One of the questions that was right on time was, “what do you think our current challenge is trying to teach us”. Talk about a LOADED question! We probably spent the most time on this question. Those egos started off the conversation with a lot of bravado, over-talking and cutting off, but soon they disappeared and held space for two vulnerable, naked people that were actually ready to go skin deep (see what I did there).
We started off with “you don’t understand me”, “you’re selfish” and evolved to “how can I show you I understand” and “how can I be there for you fully”. We sat there by candlelight and answered question after question which lead to sidebar questions. We had some laughs and some can you believe we used to do that. Although the question was loaded, we agreed that it’s teaching us to take time, to make new spaces and for goodness sake embrace this newness because it’s forced us to pivot. Well, we had a few double dribbles before we were able to get that pivot foot secure enough to move around and see the whole floor with confidence (please tell me yall understand my basketball analogy).

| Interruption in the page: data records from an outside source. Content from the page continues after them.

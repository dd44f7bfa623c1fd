//! Scout engine: talks to the remote scraping service and runs the poll loop.
mod engine;
mod poller;
mod transport;
mod types;
mod wire;

pub use engine::EngineHandle;
pub use poller::{Poller, DEFAULT_POLL_INTERVAL};
pub use transport::{ApiSettings, ReqwestTransport, SetupError, Transport, DEFAULT_API_URL};
pub use types::EngineEvent;
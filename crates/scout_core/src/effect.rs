use crate::{ExportRequest, PageQuery, SearchKey};

#[derive(Debug, Clone, PartialEq, Eq)]
pub enum Effect {
    StartJob { key: SearchKey },
    /// Begin polling `key`; responses must carry `generation` back.
    StartObserving { key: SearchKey, generation: u64 },
    /// Cancel the running poll loop and the effect of its in-flight ticks.
    StopObserving,
    LoadPage { ticket: u64, query: PageQuery },
    LoadScoped { ticket: u64, key: SearchKey },
    DeleteBusiness { id: String },
    Export { request: ExportRequest },
    ProbeService,
    LoadHistory,
}
use std::time::Duration;

use bytes::Bytes;
use reqwest::header::{ACCEPT, CONTENT_TYPE};
use url::Url;
use scout_core::{
    ApiError, Business, BusinessPage, ExportRequest, ExportResult, JobSnapshot, PageQuery,
    SearchHistoryEntry, SearchKey,
};
use scout_logging::{scout_debug, scout_warn};
use serde::de::DeserializeOwned;
use serde::Serialize;

use crate::wire::{DataEnvelope, ListEnvelope, PageEnvelope, StartJobBody};

pub const DEFAULT_API_URL: &str = "https://map-scraper-backend.onrender.com/api";

#[derive(Debug, Clone)]
pub struct ApiSettings {
    pub base_url: String,
    pub connect_timeout: Duration,
    /// Whole-request limit. `None` lets a hung call wait indefinitely.
    pub request_timeout: Option<Duration>,
}

impl Default for ApiSettings {
    fn default() -> Self {
        Self {
            base_url: DEFAULT_API_URL.to_string(),
            connect_timeout: Duration::from_secs(10),
            request_timeout: None,
        }
    }
}

#[derive(Debug, thiserror::Error, PartialEq, Eq)]
pub enum SetupError {
    #[error("invalid api url {url:?}: {message}")]
    InvalidBaseUrl { url: String, message: String },
    #[error("failed to build http client: {0}")]
    Client(String),
}

/// Logical operations of the remote scraping service.
///
/// One call per operation, no retries; failures come back as [`ApiError`].
#[async_trait::async_trait]
pub trait Transport: Send + Sync {
    async fn start_job(&self, key: &SearchKey) -> Result<JobSnapshot, ApiError>;

    async fn job_status(&self, key: &SearchKey) -> Result<JobSnapshot, ApiError>;

    async fn list_businesses(&self, query: &PageQuery) -> Result<BusinessPage, ApiError>;

    async fn search_businesses(&self, key: &SearchKey) -> Result<Vec<Business>, ApiError>;

    async fn delete_business(&self, id: &str) -> Result<(), ApiError>;

    async fn export_businesses(&self, request: &ExportRequest) -> Result<ExportResult, ApiError>;

    /// Health probe; the payload shape is up to the server.
    async fn probe(&self) -> Result<serde_json::Value, ApiError>;

    async fn search_history(&self) -> Result<Vec<SearchHistoryEntry>, ApiError>;
}

#[derive(Debug, Clone)]
pub struct ReqwestTransport {
    base: Url,
    client: reqwest::Client,
}

impl ReqwestTransport {
    pub fn new(settings: ApiSettings) -> Result<Self, SetupError> {
        let invalid = |message: String| SetupError::InvalidBaseUrl {
            url: settings.base_url.clone(),
            message,
        };
        let base = Url::parse(settings.base_url.trim()).map_err(|err| invalid(err.to_string()))?;
        if base.cannot_be_a_base() || !matches!(base.scheme(), "http" | "https") {
            return Err(invalid("expected an absolute http(s) url".to_string()));
        }

        let mut builder = reqwest::Client::builder().connect_timeout(settings.connect_timeout);
        if let Some(timeout) = settings.request_timeout {
            builder = builder.timeout(timeout);
        }
        let client = builder
            .build()
            .map_err(|err| SetupError::Client(err.to_string()))?;

        Ok(Self { base, client })
    }

    fn endpoint(&self, segments: &[&str]) -> Result<Url, ApiError> {
        let mut url = self.base.clone();
        url.path_segments_mut()
            .map_err(|()| ApiError::Network(format!("cannot extend {}", self.base)))?
            .pop_if_empty()
            .extend(segments);
        Ok(url)
    }

    fn with_key(mut url: Url, key: &SearchKey) -> Url {
        url.query_pairs_mut()
            .append_pair("keyword", &key.keyword)
            .append_pair("location", &key.location);
        url
    }

    async fn get<T: DeserializeOwned>(&self, url: Url) -> Result<T, ApiError> {
        let body = self.send(self.client.get(url.clone()), &url).await?;
        decode(&body)
    }

    async fn post<B: Serialize + ?Sized, T: DeserializeOwned>(
        &self,
        url: Url,
        body: &B,
    ) -> Result<T, ApiError> {
        let payload = serde_json::to_vec(body).map_err(|err| ApiError::Decode(err.to_string()))?;
        let request = self
            .client
            .post(url.clone())
            .header(CONTENT_TYPE, "application/json")
            .body(payload);
        let body = self.send(request, &url).await?;
        decode(&body)
    }

    async fn send(&self, request: reqwest::RequestBuilder, url: &Url) -> Result<Bytes, ApiError> {
        scout_debug!("request {}", url);
        let response = request
            .header(ACCEPT, "application/json")
            .send()
            .await
            .map_err(|err| map_reqwest_error(url, err))?;

        let status = response.status();
        if !status.is_success() {
            scout_warn!("{} answered {}", url.path(), status);
            return Err(ApiError::HttpStatus {
                status: status.as_u16(),
            });
        }
        response
            .bytes()
            .await
            .map_err(|err| map_reqwest_error(url, err))
    }
}

#[async_trait::async_trait]
impl Transport for ReqwestTransport {
    async fn start_job(&self, key: &SearchKey) -> Result<JobSnapshot, ApiError> {
        let url = self.endpoint(&["scraper", "scrape"])?;
        let body = StartJobBody {
            keyword: &key.keyword,
            location: &key.location,
            run_async: true,
        };
        let envelope: DataEnvelope<JobSnapshot> = self.post(url, &body).await?;
        Ok(envelope.data)
    }

    async fn job_status(&self, key: &SearchKey) -> Result<JobSnapshot, ApiError> {
        let url = Self::with_key(self.endpoint(&["scraper", "status"])?, key);
        let envelope: DataEnvelope<JobSnapshot> = self.get(url).await?;
        Ok(envelope.data)
    }

    async fn list_businesses(&self, query: &PageQuery) -> Result<BusinessPage, ApiError> {
        let mut url = self.endpoint(&["businesses"])?;
        url.query_pairs_mut()
            .append_pair("page", &query.page.to_string())
            .append_pair("limit", &query.limit.to_string());
        if let Some(filter) = &query.filter {
            url = Self::with_key(url, filter);
        }
        let envelope: PageEnvelope = self.get(url).await?;
        Ok(BusinessPage {
            items: envelope.data,
            pagination: envelope.pagination,
        })
    }

    async fn search_businesses(&self, key: &SearchKey) -> Result<Vec<Business>, ApiError> {
        let url = Self::with_key(self.endpoint(&["businesses", "search"])?, key);
        let envelope: ListEnvelope<Business> = self.get(url).await?;
        Ok(envelope.data)
    }

    async fn delete_business(&self, id: &str) -> Result<(), ApiError> {
        let url = self.endpoint(&["businesses", id])?;
        // Any 2xx counts as an acknowledgement; the body is ignored.
        self.send(self.client.delete(url.clone()), &url).await?;
        Ok(())
    }

    async fn export_businesses(&self, request: &ExportRequest) -> Result<ExportResult, ApiError> {
        let url = self.endpoint(&["businesses", "export"])?;
        self.post(url, request).await
    }

    async fn probe(&self) -> Result<serde_json::Value, ApiError> {
        let url = self.endpoint(&["scraper", "test"])?;
        self.get(url).await
    }

    async fn search_history(&self) -> Result<Vec<SearchHistoryEntry>, ApiError> {
        let url = self.endpoint(&["businesses", "history", "searches"])?;
        let envelope: ListEnvelope<SearchHistoryEntry> = self.get(url).await?;
        Ok(envelope.data)
    }
}

fn decode<T: DeserializeOwned>(body: &[u8]) -> Result<T, ApiError> {
    serde_json::from_slice(body).map_err(|err| ApiError::Decode(err.to_string()))
}

fn map_reqwest_error(url: &Url, err: reqwest::Error) -> ApiError {
    scout_warn!("request to {} failed: {}", url.path(), err);
    if err.is_decode() {
        return ApiError::Decode(err.to_string());
    }
    ApiError::Network(err.to_string())
}
use std::collections::BTreeSet;

use scout_logging::scout_debug;

use crate::{ApiError, ApplyOutcome, Business, BusinessPage, Pagination, SearchKey};

/// Which of the two collections is on screen.
#[derive(Debug, Clone, Copy, PartialEq, Eq)]
pub enum ActiveSet {
    Paginated,
    Scoped,
}

/// Scoped results are shown iff both search parameters are non-empty.
pub fn select_active(keyword: &str, location: &str) -> ActiveSet {
    if !keyword.trim().is_empty() && !location.trim().is_empty() {
        ActiveSet::Scoped
    } else {
        ActiveSet::Paginated
    }
}

/// Monotonic request tickets for one collection. A response is applied only
/// when it is newer than the last applied one.
#[derive(Debug, Clone, Copy, PartialEq, Eq, Default)]
struct Tickets {
    issued: u64,
    applied: u64,
    in_flight: u32,
}

impl Tickets {
    fn issue(&mut self) -> u64 {
        self.issued += 1;
        self.in_flight += 1;
        self.issued
    }

    /// Marks `ticket` resolved; returns whether its payload may be applied.
    fn resolve(&mut self, ticket: u64) -> bool {
        self.in_flight = self.in_flight.saturating_sub(1);
        if ticket <= self.applied {
            return false;
        }
        self.applied = ticket;
        true
    }
}

#[derive(Debug, Clone, PartialEq, Default)]
pub struct ResultStore {
    paginated: Vec<Business>,
    pagination: Pagination,
    paginated_error: Option<ApiError>,
    paginated_tickets: Tickets,

    scoped: Vec<Business>,
    scoped_key: Option<SearchKey>,
    scoped_error: Option<ApiError>,
    scoped_tickets: Tickets,

    pending_deletes: BTreeSet<String>,
    delete_error: Option<(String, ApiError)>,
}

impl ResultStore {
    pub fn paginated(&self) -> &[Business] {
        &self.paginated
    }

    pub fn pagination(&self) -> Pagination {
        self.pagination
    }

    pub fn scoped(&self) -> &[Business] {
        &self.scoped
    }

    pub fn scoped_key(&self) -> Option<&SearchKey> {
        self.scoped_key.as_ref()
    }

    pub fn paginated_error(&self) -> Option<&ApiError> {
        self.paginated_error.as_ref()
    }

    pub fn scoped_error(&self) -> Option<&ApiError> {
        self.scoped_error.as_ref()
    }

    pub fn delete_error(&self) -> Option<&(String, ApiError)> {
        self.delete_error.as_ref()
    }

    pub fn is_loading(&self, set: ActiveSet) -> bool {
        match set {
            ActiveSet::Paginated => self.paginated_tickets.in_flight > 0,
            ActiveSet::Scoped => self.scoped_tickets.in_flight > 0,
        }
    }

    pub fn contains(&self, id: &str) -> bool {
        self.paginated.iter().chain(&self.scoped).any(|b| b.id == id)
    }

    pub fn is_delete_pending(&self, id: &str) -> bool {
        self.pending_deletes.contains(id)
    }

    pub fn begin_paginated_load(&mut self) -> u64 {
        self.paginated_error = None;
        self.paginated_tickets.issue()
    }

    pub fn begin_scoped_load(&mut self) -> u64 {
        self.scoped_error = None;
        self.scoped_tickets.issue()
    }

    /// Replaces the paginated set and its metadata wholesale.
    pub fn load_paginated(&mut self, ticket: u64, result: Result<BusinessPage, ApiError>) -> ApplyOutcome {
        if !self.paginated_tickets.resolve(ticket) {
            scout_debug!("dropping paginated response ticket={}", ticket);
            return ApplyOutcome::Stale;
        }
        match result {
            Ok(page) => {
                self.paginated = page.items;
                self.pagination = page.pagination;
                self.paginated_error = None;
            }
            Err(err) => self.paginated_error = Some(err),
        }
        ApplyOutcome::Applied
    }

    /// Replaces the scoped set. `current` is the search the view currently
    /// shows; responses for any other key are dropped.
    pub fn load_scoped(
        &mut self,
        ticket: u64,
        key: &SearchKey,
        current: Option<&SearchKey>,
        result: Result<Vec<Business>, ApiError>,
    ) -> ApplyOutcome {
        let fresh = self.scoped_tickets.resolve(ticket);
        if !fresh || current != Some(key) {
            scout_debug!("dropping scoped response for {} ticket={}", key, ticket);
            return ApplyOutcome::Stale;
        }
        match result {
            Ok(items) => {
                self.scoped = items;
                self.scoped_key = Some(key.clone());
                self.scoped_error = None;
            }
            Err(err) => self.scoped_error = Some(err),
        }
        ApplyOutcome::Applied
    }

    pub fn begin_delete(&mut self, id: &str) -> bool {
        self.delete_error = None;
        self.pending_deletes.insert(id.to_string())
    }

    /// Settles a delete call: on success the record leaves both sets, on
    /// failure it stays and the error is recorded.
    pub fn finish_delete(&mut self, id: &str, result: Result<(), ApiError>) {
        self.pending_deletes.remove(id);
        match result {
            Ok(()) => self.remove_record(id),
            Err(err) => self.delete_error = Some((id.to_string(), err)),
        }
    }

    /// Removes `id` from both sets. Idempotent.
    pub fn remove_record(&mut self, id: &str) {
        self.paginated.retain(|b| b.id != id);
        self.scoped.retain(|b| b.id != id);
    }

    pub fn clear_errors(&mut self) {
        self.paginated_error = None;
        self.scoped_error = None;
        self.delete_error = None;
    }
}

The other question that stuck out was “what do you think our relationship teaches others”. I think the obvious is it’s okay to have a “non-traditional” marriage and make it work. Yall know that about us. What I think we can teach others is that it’s okay to tell your stories, your struggles and of course your laughs, the highs and THE LOVE! I know we’ve been told not to let people in our marriage and to keep everything in your house. Hey, I get it, but I don’t agree. Listen, don’t go running to tell everyone everything, that’s not what I’m saying. Now more than ever people are feeling isolated. When people know you’re going through or have been through something it makes it easier for them to talk about and get through it too. My rule of thumb for this blog has been to share my truths with yall, BUT only if I’ve reached some form of resolution and it doesn’t cross any boundaries in my marriage. Share at your own pace and boundary level.
We need to share our stories to heal and to help others heal!
How have yall been doing during quarantine?